• What is expected:
From the entries below, copy every line that has the word "derive".
---
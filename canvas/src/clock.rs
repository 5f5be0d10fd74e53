//! Analog clock face: minute/hour ticks around the rim and three hands.
//!
//! Angles follow the math convention (0° on +x, growing clockwise on screen),
//! so every hand formula subtracts 90° to put twelve o'clock at the top.

#[cfg(test)]
#[path = "clock_test.rs"]
mod clock_test;

use crate::consts::{
    HOUR_HAND_INSET, HOUR_HAND_WIDTH, MINUTE_HAND_INSET, MINUTE_HAND_WIDTH, SECOND_HAND_INSET, SECOND_HAND_WIDTH,
};
use crate::geom::Point;
use crate::surface::{Color, Paint, StrokeCap, Surface};

#[derive(Debug, thiserror::Error, PartialEq, Eq)]
pub enum ClockError {
    #[error("time component out of range: {0:02}:{1:02}:{2:02}")]
    OutOfRange(u32, u32, u32),
}

/// Wall-clock time of day.
#[derive(Debug, Clone, Copy, PartialEq, Eq, Default)]
pub struct ClockTime {
    hour: u32,
    minute: u32,
    second: u32,
}

impl ClockTime {
    /// # Errors
    ///
    /// Returns [`ClockError::OutOfRange`] unless `hour < 24`, `minute < 60`
    /// and `second < 60`.
    pub fn new(hour: u32, minute: u32, second: u32) -> Result<Self, ClockError> {
        if hour >= 24 || minute >= 60 || second >= 60 {
            return Err(ClockError::OutOfRange(hour, minute, second));
        }
        Ok(Self { hour, minute, second })
    }

    /// Time of day for a count of seconds since midnight (wraps at 24h).
    #[must_use]
    pub fn from_seconds(total: u64) -> Self {
        let of_day = total % 86_400;
        Self { hour: (of_day / 3600) as u32, minute: (of_day / 60 % 60) as u32, second: (of_day % 60) as u32 }
    }

    #[must_use]
    pub fn hour(self) -> u32 {
        self.hour
    }

    #[must_use]
    pub fn minute(self) -> u32 {
        self.minute
    }

    #[must_use]
    pub fn second(self) -> u32 {
        self.second
    }
}

/// Visual parameters of the face.
#[derive(Debug, Clone, Copy, PartialEq)]
pub struct ClockStyle {
    pub radius: f64,
    pub hour_tick_length: f64,
    pub minute_tick_length: f64,
    pub hour_tick_color: Color,
    pub minute_tick_color: Color,
}

impl Default for ClockStyle {
    fn default() -> Self {
        Self {
            radius: 120.0,
            hour_tick_length: 20.0,
            minute_tick_length: 15.0,
            hour_tick_color: Color::BLACK,
            minute_tick_color: Color::GRAY,
        }
    }
}

#[derive(Debug, Clone, Copy, PartialEq, Eq)]
pub enum TickKind {
    Hour,
    Minute,
}

/// One rim tick, from `start` (inner) to `end` (on the rim).
#[derive(Debug, Clone, Copy, PartialEq)]
pub struct ClockTick {
    pub degrees: u32,
    pub kind: TickKind,
    pub start: Point,
    pub end: Point,
    pub color: Color,
}

/// A hand from the center to `end`.
#[derive(Debug, Clone, Copy, PartialEq)]
pub struct Hand {
    pub angle_deg: f64,
    pub end: Point,
}

#[derive(Debug, Clone, PartialEq)]
pub struct ClockFace {
    pub center: Point,
    pub radius: f64,
    pub ticks: Vec<ClockTick>,
    pub hour_hand: Hand,
    pub minute_hand: Hand,
    pub second_hand: Hand,
}

#[must_use]
pub fn hour_angle(time: ClockTime) -> f64 {
    f64::from(time.hour % 12) * 30.0 - 90.0
}

#[must_use]
pub fn minute_angle(time: ClockTime) -> f64 {
    f64::from(time.minute) * 6.0 - 90.0
}

#[must_use]
pub fn second_angle(time: ClockTime) -> f64 {
    f64::from(time.second) * 6.0 - 90.0
}

/// Rim ticks for every whole degree in `[0, 360)` that lands on an hour or minute.
#[must_use]
pub fn ticks(center: Point, style: &ClockStyle) -> Vec<ClockTick> {
    (0..360)
        .filter_map(|i: u32| {
            let (kind, length, color) = if i % 30 == 0 {
                (TickKind::Hour, style.hour_tick_length, style.hour_tick_color)
            } else if i % 6 == 0 {
                (TickKind::Minute, style.minute_tick_length, style.minute_tick_color)
            } else {
                return None;
            };
            let rad = f64::from(i).to_radians();
            Some(ClockTick {
                degrees: i,
                kind,
                start: Point::polar(center, style.radius - length, rad),
                end: Point::polar(center, style.radius, rad),
                color,
            })
        })
        .collect()
}

fn hand(center: Point, radius: f64, inset: f64, angle_deg: f64) -> Hand {
    Hand { angle_deg, end: Point::polar(center, radius - inset, angle_deg.to_radians()) }
}

/// Full face geometry for `time`, centered on `center`.
#[must_use]
pub fn compute_face_geometry(time: ClockTime, style: &ClockStyle, center: Point) -> ClockFace {
    ClockFace {
        center,
        radius: style.radius,
        ticks: ticks(center, style),
        hour_hand: hand(center, style.radius, HOUR_HAND_INSET, hour_angle(time)),
        minute_hand: hand(center, style.radius, MINUTE_HAND_INSET, minute_angle(time)),
        second_hand: hand(center, style.radius, SECOND_HAND_INSET, second_angle(time)),
    }
}

/// # Errors
///
/// Propagates surface failures.
pub fn draw<S: Surface>(surface: &mut S, face: &ClockFace) -> Result<(), S::Error> {
    surface.draw_circle(face.center, face.radius, &Paint::fill(Color::WHITE))?;

    for tick in &face.ticks {
        surface.draw_line(tick.start, tick.end, &Paint::stroke(tick.color, 1.0).with_cap(StrokeCap::Round))?;
    }

    let hands = [
        (face.hour_hand, Color::BLACK, HOUR_HAND_WIDTH),
        (face.minute_hand, Color::BLACK, MINUTE_HAND_WIDTH),
        (face.second_hand, Color::RED, SECOND_HAND_WIDTH),
    ];
    for (hand, color, width) in hands {
        surface.draw_line(face.center, hand.end, &Paint::stroke(color, width).with_cap(StrokeCap::Round))?;
    }
    Ok(())
}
---
• Task answer:
#[derive(Debug, thiserror::Error, PartialEq, Eq)]
#[derive(Debug, Clone, Copy, PartialEq, Eq, Default)]
#[derive(Debug, Clone, Copy, PartialEq)]
#[derive(Debug, Clone, Copy, PartialEq, Eq)]
#[derive(Debug, Clone, Copy, PartialEq)]
#[derive(Debug, Clone, Copy, PartialEq)]
#[derive(Debug, Clone, PartialEq)]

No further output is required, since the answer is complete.